To RAID or not to RAID...

Jayce

Fully Optimized
Messages
3,056
Location
/home/jason
I just built up a small Linux based home server that will be doing quite a bit, including OwnCloud, Subsonic music streaming, 24/7 video surveillance, file, print, backup, and maybe someday (the end goal at least) is to have all of my media on here and have my HTPC stream it from the server. Right now it's sitting at 2x500GB, non-RAIDED, just in a singular format. The primary drive rsyncs to the other every night, which kind of serves as a backup in a way.

I considered on getting significantly larger hard drives, such as 4x2TB HDDs. I was considering doing some type of software based RAID array utilizing mdadm in Linux. I've used mdadm before with great success, but only with mirrors. I did some reading about the different types of RAID and I'm somewhat confused about the true benefits with a home setup, even a home setup that does quite a bit. Through the levels I decided if I would go with RAID, 6 or 10 would be the best options, both of which would fit nicely with 4x2TB HDDs, giving me 4TB of actual usable space with some degree of redundancy. The thing I'm a little confused about is this URE I keep hearing about. Some people talk about how risky it is and how it can take down your entire array during a re-sync after a failed drive, etc. I began to wonder, especially when you consider the cost and everything else, is RAID even worth it? This is the way I look at it...

Let's say I get 2x2TB HDDs. One is primary, the other gets rsync'd to nightly. If drive A dies, I can just adjust /etc/fstab to mount drive B in drive A's spot. Then bingo - all of my services that utilize data on that drive will magically come back online. RMA the bad drive, when it comes in, plug it in, an rsync it up and it'll take over the backup position. Okay, great.
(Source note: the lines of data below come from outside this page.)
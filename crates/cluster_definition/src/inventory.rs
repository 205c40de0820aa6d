//! Typed view of the provisioning tool's inventory output.

use std::path::Path;

use log::{debug, info};
use serde::{de::DeserializeOwned, Deserialize, Serialize};
use serde_json::{Map, Value};

use crate::{
    document::DocumentFormat,
    error::{Error, Result},
};

/// Storage node together with the devices it exports.
#[derive(Clone, Debug, PartialEq, Eq)]
pub struct StorageNode {
    pub ip: String,
    pub disks: Vec<String>,
}

/// Lightweight node of a multi-AZ deployment which only hosts the tie-breaker disk.
#[derive(Clone, Debug, PartialEq, Eq)]
pub struct DescriptorNode {
    pub ip: String,
    /// Device exposed as the `descOnly` disk.
    pub disk: String,
}

/// Filesystem block size exactly as the inventory states it, e.g. `"4M"` or `262144`.
#[derive(Clone, Debug, PartialEq, Eq, Serialize, Deserialize)]
#[serde(untagged)]
pub enum BlockSize {
    Bytes(u64),
    Text(String),
}

/// Inventory of provisioned nodes.
#[derive(Clone, Debug, PartialEq, Eq)]
pub struct Inventory {
    pub availability_zones: Vec<String>,
    /// Compute nodes in the order the provisioning tool listed them.
    pub compute_instances: Vec<String>,
    /// Descriptor nodes, meaningful only for multi-AZ deployments.
    pub descriptor_nodes: Vec<DescriptorNode>,
    /// Storage nodes in the order the provisioning tool listed them.
    pub storage_nodes: Vec<StorageNode>,
    pub filesystem_mountpoint: String,
    pub filesystem_block_size: BlockSize,
    pub cluster_name: String,
}

const AVAILABILITY_ZONES: &str = "availability_zones";
const COMPUTE_INSTANCES: &str = "compute_instances_by_ip";
const DESCRIPTOR_MAP: &str = "compute_instance_desc_map";
const STORAGE_DISK_MAP: &str = "storage_instance_disk_map";
const MOUNTPOINT: &str = "filesystem_mountpoint";
const BLOCK_SIZE: &str = "filesystem_block_size";
const STACK_NAME: &str = "stack_name";

const REQUIRED_KEYS: [&str; 6] = [
    AVAILABILITY_ZONES,
    COMPUTE_INSTANCES,
    STORAGE_DISK_MAP,
    MOUNTPOINT,
    BLOCK_SIZE,
    STACK_NAME,
];

fn field<T: DeserializeOwned>(object: &Map<String, Value>, key: &'static str) -> Result<T> {
    let value = object.get(key).ok_or(Error::MissingKey(key))?;
    serde_json::from_value(value.clone()).map_err(|e| Error::Shape {
        key,
        reason: e.to_string(),
    })
}

/// Reads an object-valued field keeping the order of its entries.
fn ordered_map<T: DeserializeOwned>(object: &Map<String, Value>, key: &'static str) -> Result<Vec<(String, T)>> {
    match object.get(key) {
        None => Err(Error::MissingKey(key)),
        Some(Value::Object(entries)) => entries
            .iter()
            .map(|(name, value)| {
                serde_json::from_value(value.clone())
                    .map(|parsed| (name.clone(), parsed))
                    .map_err(|e| Error::Shape {
                        key,
                        reason: format!("entry `{name}`: {e}"),
                    })
            })
            .collect(),
        Some(other) => Err(Error::Shape {
            key,
            reason: format!("expected an object, got {other}"),
        }),
    }
}

impl Inventory {
    /// Reads an inventory from a JSON or YAML file, see [DocumentFormat::from_path].
    pub fn from_file<P: AsRef<Path>>(path: P) -> Result<Self> {
        let path = path.as_ref();
        let text = std::fs::read_to_string(path).map_err(|source| Error::ReadInventory {
            path: path.to_path_buf(),
            source,
        })?;
        let inventory = Self::from_value(DocumentFormat::from_path(path).parse(&text)?)?;
        info!(
            "loaded inventory {}: {} zones, {} compute, {} storage, {} descriptor nodes",
            path.display(),
            inventory.availability_zones.len(),
            inventory.compute_instances.len(),
            inventory.storage_nodes.len(),
            inventory.descriptor_nodes.len()
        );
        Ok(inventory)
    }

    /// Converts a generic document into an inventory.
    ///
    /// All required keys are checked before any of them is converted, so a missing key is reported even if
    /// another key is malformed.
    pub fn from_value(value: Value) -> Result<Self> {
        let object = match value {
            Value::Object(object) => object,
            other => {
                return Err(Error::Shape {
                    key: "inventory",
                    reason: format!("expected an object at the top level, got {other}"),
                })
            }
        };
        if let Some(key) = REQUIRED_KEYS.iter().find(|key| !object.contains_key(**key)) {
            return Err(Error::MissingKey(*key));
        }

        let descriptor_nodes = match object.get(DESCRIPTOR_MAP) {
            None | Some(Value::Null) => Vec::new(),
            Some(_) => ordered_map::<String>(&object, DESCRIPTOR_MAP)?
                .into_iter()
                .map(|(ip, disk)| DescriptorNode { ip, disk })
                .collect(),
        };

        let inventory = Inventory {
            availability_zones: field(&object, AVAILABILITY_ZONES)?,
            compute_instances: field(&object, COMPUTE_INSTANCES)?,
            descriptor_nodes,
            storage_nodes: ordered_map::<Vec<String>>(&object, STORAGE_DISK_MAP)?
                .into_iter()
                .map(|(ip, disks)| StorageNode { ip, disks })
                .collect(),
            filesystem_mountpoint: field(&object, MOUNTPOINT)?,
            filesystem_block_size: field(&object, BLOCK_SIZE)?,
            cluster_name: field(&object, STACK_NAME)?,
        };
        if inventory.availability_zones.is_empty() {
            return Err(Error::NoAvailabilityZones);
        }
        debug!("parsed inventory: {inventory:?}");
        Ok(inventory)
    }

    /// Deployments spanning several zones get descriptor nodes and synchronous replication.
    pub fn is_multi_az(&self) -> bool {
        self.availability_zones.len() > 1
    }

    /// Descriptor nodes that take part in the cluster. Empty for single-AZ deployments.
    pub fn active_descriptor_nodes(&self) -> &[DescriptorNode] {
        if self.is_multi_az() {
            &self.descriptor_nodes
        } else {
            &[]
        }
    }

    /// Number of nodes which will be members of the cluster.
    pub fn total_node_count(&self) -> usize {
        self.compute_instances.len() + self.storage_nodes.len() + self.active_descriptor_nodes().len()
    }

    /// Filesystem device name, the last component of the mount point.
    pub fn filesystem_name(&self) -> String {
        Path::new(&self.filesystem_mountpoint)
            .file_name()
            .map(|name| name.to_string_lossy().into_owned())
            .unwrap_or_default()
    }
}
The other advantage to RAID is the fact I'd get larger arrays out of it. That way I could get a 4TB array and work with it accordingly. If I go the non-RAID but 4x2TB route, I would have two volumes of 2TB that are usable. Sure, I guess it wouldn't matter because in Linux the mount points can appear transparent anyway (I have Samba hosting data from 2 different drives and you would NEVER know the difference). In that event even if I don't RAID but I end up with 4x2TB, the cost would be the same, so in that instance it wouldn't matter much. I could always get 2x2TB and then later add two more if need be... I suppose that's not a bad idea.

I guess I'm just trying to figure out is the benefits vs cost vs risk vs whatever worth it? I've talked to some people who love their RAID 5 or their RAID 6 or whatever they have. Others are like, why waste the space? Either way, I'll likely buy the same number of hard drives since I want to utilize them either in an array or a backup scenario, but eh. Too many thoughts on the table... much re-structure... Hit me with your thoughts, guys.
 
Backup can deal with more situations than RAID (accidental deletions, corruption etc) but has drawbacks (loosing a days worth of data, slow to recover etc).

URE is a hardware failure so ideally, RAID would help mitigate this risk...

Your paragraph 3 reads even better with a RAD1:
Let's say I get 2x2TB HDDs. They are in RAID1. If drive A dies, I can do nothing. Then bingo - all of my services that utilize data on that drive will magically still be online. RMA the bad drive, when it comes in, plug it in. Okay, great.

*nix mount points are transparent but if you are moving files between them, much slower than a single filesystem.

I've used software RAID 1s as well as hardware RAIDs no problem. I also back up my important data.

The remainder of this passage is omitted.